(WORK INSTRUCTIONS): Among the records below, find each line bearing the word "icon" and copy it.

(DATA FOR THIS TASK):
::::

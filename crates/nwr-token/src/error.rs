//! Error types for session tokens.

use thiserror::Error;

/// Errors that can occur while issuing or verifying session tokens.
#[derive(Debug, Error)]
pub enum TokenError {
    /// Failed to generate keypair.
    #[error("failed to generate keypair: {0}")]
    KeyGenerationFailed(String),

    /// Failed to parse private key.
    #[error("failed to parse private key: {0}")]
    InvalidPrivateKey(String),

    /// Failed to parse public key.
    #[error("failed to parse public key: {0}")]
    InvalidPublicKey(String),

    /// Failed to create token.
    #[error("failed to create token: {0}")]
    TokenCreationFailed(String),

    /// Failed to parse token (bad encoding or bad signature).
    #[error("failed to parse token: {0}")]
    TokenParseFailed(String),

    /// Token checks failed, including expiry.
    #[error("token verification failed: {0}")]
    VerificationFailed(String),

    /// Token is missing required claim.
    #[error("token missing required claim: {claim}")]
    MissingClaim { claim: String },

    /// A claim is present but holds an unusable value.
    #[error("token claim {claim} is invalid: {reason}")]
    InvalidClaim { claim: String, reason: String },

    /// Failed to serialize token.
    #[error("token serialization error: {0}")]
    SerializationError(String),

    /// IO error (reading/writing keys).
    #[error("IO error: {0}")]
    IoError(#[from] std::io::Error),
}
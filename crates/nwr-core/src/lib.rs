//! # nwr-core
//!
//! Shared types for NWR Audit Central: the authenticated [`Identity`], the
//! [`Role`] and [`Capability`] model, and the YAML [`AppConfig`].

pub mod config;
pub mod identity;

pub use config::{AppConfig, AuthConfig, ConfigError, DashboardConfig, SessionConfig, UserConfig};
pub use identity::{Capability, Identity, Role, UnknownRole};
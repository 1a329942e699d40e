//! HTML templates for the dashboard.
//!
//! Uses a simple `format!` template approach with Tailwind CSS.

use nwr_core::{Identity, Role};

/// Base HTML document.
fn document(title: &str, body: &str) -> String {
    format!(
        r##"<!DOCTYPE html>
<html lang="en">
<head>
    <meta charset="UTF-8">
    <meta name="viewport" content="width=device-width, initial-scale=1.0">
    <title>{title} - NWR Audit Central</title>
    <script src="https://cdn.tailwindcss.com"></script>
    <link rel="stylesheet" href="https://cdnjs.cloudflare.com/ajax/libs/font-awesome/6.5.1/css/all.min.css">
</head>
{body}
</html>"##,
        title = html_escape(title),
        body = body,
    )
}

/// Page layout for authenticated views: navigation bar plus content.
pub fn layout(title: &str, identity: &Identity, content: &str) -> String {
    let body = format!(
        r##"<body class="bg-gray-50 min-h-screen">
    {nav}
    <main class="p-6">
        <div class="max-w-7xl mx-auto">
            {content}
        </div>
    </main>
</body>"##,
        nav = nav(identity),
        content = content,
    );
    document(title, &body)
}

/// Page layout for views shown without an identity.
pub fn bare_layout(title: &str, content: &str) -> String {
    let body = format!(
        r##"<body class="min-h-screen flex items-center justify-center bg-gradient-to-br from-blue-50 to-indigo-100 p-4">
    {content}
</body>"##
    );
    document(title, &body)
}

fn nav(identity: &Identity) -> String {
    format!(
        r##"<nav class="bg-white shadow-sm border-b border-gray-200">
        <div class="max-w-7xl mx-auto px-6 h-16 flex items-center justify-between">
            <a href="/dashboard" class="flex items-center gap-3">
                <span class="bg-blue-600 p-2 rounded-full text-white"><i class="fas fa-building"></i></span>
                <span class="text-xl font-bold text-gray-800">NWR Audit Central</span>
            </a>
            <div class="flex items-center gap-4">
                <div class="text-right">
                    <p class="text-sm font-medium text-gray-900">{username}</p>
                    <p class="text-xs text-gray-500">{department}</p>
                </div>
                {badge}
                <form method="POST" action="/logout">
                    <button type="submit" class="px-3 py-2 text-sm text-gray-600 hover:text-gray-900">
                        <i class="fas fa-sign-out-alt"></i> Logout
                    </button>
                </form>
            </div>
        </div>
    </nav>"##,
        username = html_escape(&identity.username),
        department = html_escape(identity.department_label()),
        badge = role_badge(identity.role),
    )
}

/// Colored badge naming a role.
pub fn role_badge(role: Role) -> String {
    let (color, label) = match role {
        Role::Admin => ("bg-purple-100 text-purple-800", "Admin"),
        Role::Audit => ("bg-blue-100 text-blue-800", "Audit"),
        Role::Department => ("bg-green-100 text-green-800", "Department"),
    };
    format!(r#"<span class="px-2 py-1 rounded-full text-xs font-medium {color}">{label}</span>"#)
}

/// Card with a heading.
pub fn card(title: &str, content: &str) -> String {
    format!(
        r##"<div class="bg-white rounded-lg shadow p-6">
            <h3 class="text-lg font-semibold text-gray-900 mb-4">{title}</h3>
            {content}
        </div>"##,
        title = html_escape(title),
    )
}

/// Centered message with an icon and an optional link.
pub fn empty_state(icon: &str, title: &str, message: &str, action: Option<(&str, &str)>) -> String {
    let action_html = action
        .map(|(label, href)| {
            format!(
                r#"<a href="{}" class="mt-4 inline-block px-4 py-2 bg-blue-600 text-white rounded-lg">{}</a>"#,
                html_escape(href),
                html_escape(label)
            )
        })
        .unwrap_or_default();

    format!(
        r##"<div class="text-center py-12">
            <i class="fas fa-{icon} text-4xl text-gray-400 mb-4"></i>
            <h3 class="text-lg font-medium text-gray-900">{title}</h3>
            <p class="text-gray-500 mt-1">{message}</p>
            {action_html}
        </div>"##,
        icon = icon,
        title = html_escape(title),
        message = html_escape(message),
    )
}

/// Shown when the guard forbids a view.
pub fn forbidden_page(identity: &Identity, message: &str) -> String {
    layout(
        "Access Restricted",
        identity,
        &card(
            "Access Restricted",
            &empty_state("lock", "Access Restricted", message, Some(("Back to Dashboard", "/dashboard"))),
        ),
    )
}

/// Shown for unknown routes and records.
pub fn not_found_page(what: &str) -> String {
    bare_layout(
        "Not Found",
        &format!(
            r##"<div class="bg-white rounded-lg shadow-xl p-8 max-w-md w-full">
        {}
    </div>"##,
            empty_state("exclamation-triangle", "404", what, Some(("Return to Home", "/")))
        ),
    )
}

/// Simple HTML escape function.
pub fn html_escape(s: &str) -> String {
    s.replace('&', "&amp;")
        .replace('<', "&lt;")
        .replace('>', "&gt;")
        .replace('"', "&quot;")
        .replace('\'', "&#x27;")
}

#[cfg(test)]
mod tests {
    use super::*;

    #[test]
    fn test_html_escape() {
        assert_eq!(
            html_escape(r#"<a href="x">Tom & 'Jerry'</a>"#),
            "&lt;a href=&quot;x&quot;&gt;Tom &amp; &#x27;Jerry&#x27;&lt;/a&gt;"
        );
    }

    #[test]
    fn test_layout_escapes_identity() {
        let identity = Identity {
            id: "9".into(),
            username: "<script>".into(),
            role: Role::Department,
            department: Some("R&D".into()),
        };
        let html = layout("Dashboard", &identity, "<p>body</p>");
        assert!(html.contains("&lt;script&gt;"));
        assert!(html.contains("R&amp;D"));
        assert!(html.contains("<p>body</p>"));
        assert!(html.contains("Dashboard - NWR Audit Central"));
    }
}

::::

(EXERCISE ANSWER):
/// Centered message with an icon and an optional link.
pub fn empty_state(icon: &str, title: &str, message: &str, action: Option<(&str, &str)>) -> String {
            <i class="fas fa-{icon} text-4xl text-gray-400 mb-4"></i>
        icon = icon,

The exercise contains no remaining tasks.